# Prayers for my dad's salvation.



## Presby_Knox (Feb 28, 2019)

Dear brothers and sisters in Christ,
I hope that I posted this in the correct forum. I don't want to be a burden, so I'll be brief. My dad is not saved. He rejects Christ and His gospel. I just had a very intense discussion with him about the gospel and it was not well received. Slander and absolutely horrible language and insults were thrown at the church I attend and an elder there and his family. My mother and I were told that we were going to hell. He doesn't even believe in Scripture, so I don't know how he even knows what hell is, but anyway. My mother and I are in great emotional pain. But much more importantly, my dad is lost.
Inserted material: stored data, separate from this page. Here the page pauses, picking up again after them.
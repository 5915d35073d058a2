//! Plugin framework: capability traits plus the engine that resolves key
//! chains against them.
//!
//! A plugin author implements [`Root`] and some set of [`Namespace`]s. The
//! [`Engine`] adapts that tree to the host-facing [`Plugin`](crate::Plugin)
//! contract.

mod engine;
mod exec_cache;
mod flatten;
mod func;
mod namespace;
mod root;

pub use engine::Engine;
pub use exec_cache::ExecutionCache;
pub use flatten::flatten;
pub use func::{CallResult, Func, IntoFunc};
pub use namespace::{Callable, Constructible, Context, Fields, Mappable, Namespace, Object};
pub use root::{NamespaceCreator, Root};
He explicitly called evil good and good evil. I don't want to give up on praying for him as Jehovah can save anyone perfectly if He chooses to, but I'm unsure and worried if he might be at the point of full giving over by God. Anyway, I'm sorry to take up your time, but please be praying for us. God is sovereign and so good to us all. May He be glorified regardless of the outcome.

Reactions: Praying 4


----------



## arapahoepark (Feb 28, 2019)

I am so sorry. I will pray!

Reactions: Like 1


----------



## TylerRay (Feb 28, 2019)

Presby_Knox said:


> Dear brothers and sisters in Christ,
> I hope that I posted this in the correct forum. I don't want to be a burden, so I'll be brief. My dad is not saved. He rejects Christ and His gospel. I just had a very intense discussion with him about the gospel and it was not well received. Slander and absolutely horrible language and insults were thrown at the church I attend and an elder there and his family. My mother and I were told that we were going to hell. He doesn't even believe in Scripture, so I don't know how he even knows what hell is, but anyway. My mother and I are in great emotional pain. But much more importantly, my dad is lost. He explicitly called evil good and good evil. I don't want to give up on praying for him as Jehovah can save anyone perfectly if He chooses to, but I'm unsure and worried if he might be at the point of full giving over by God. Anyway, I'm sorry to take up your time, but please be praying for us. God is sovereign and so good to us all. May He be glorified regardless of the outcome.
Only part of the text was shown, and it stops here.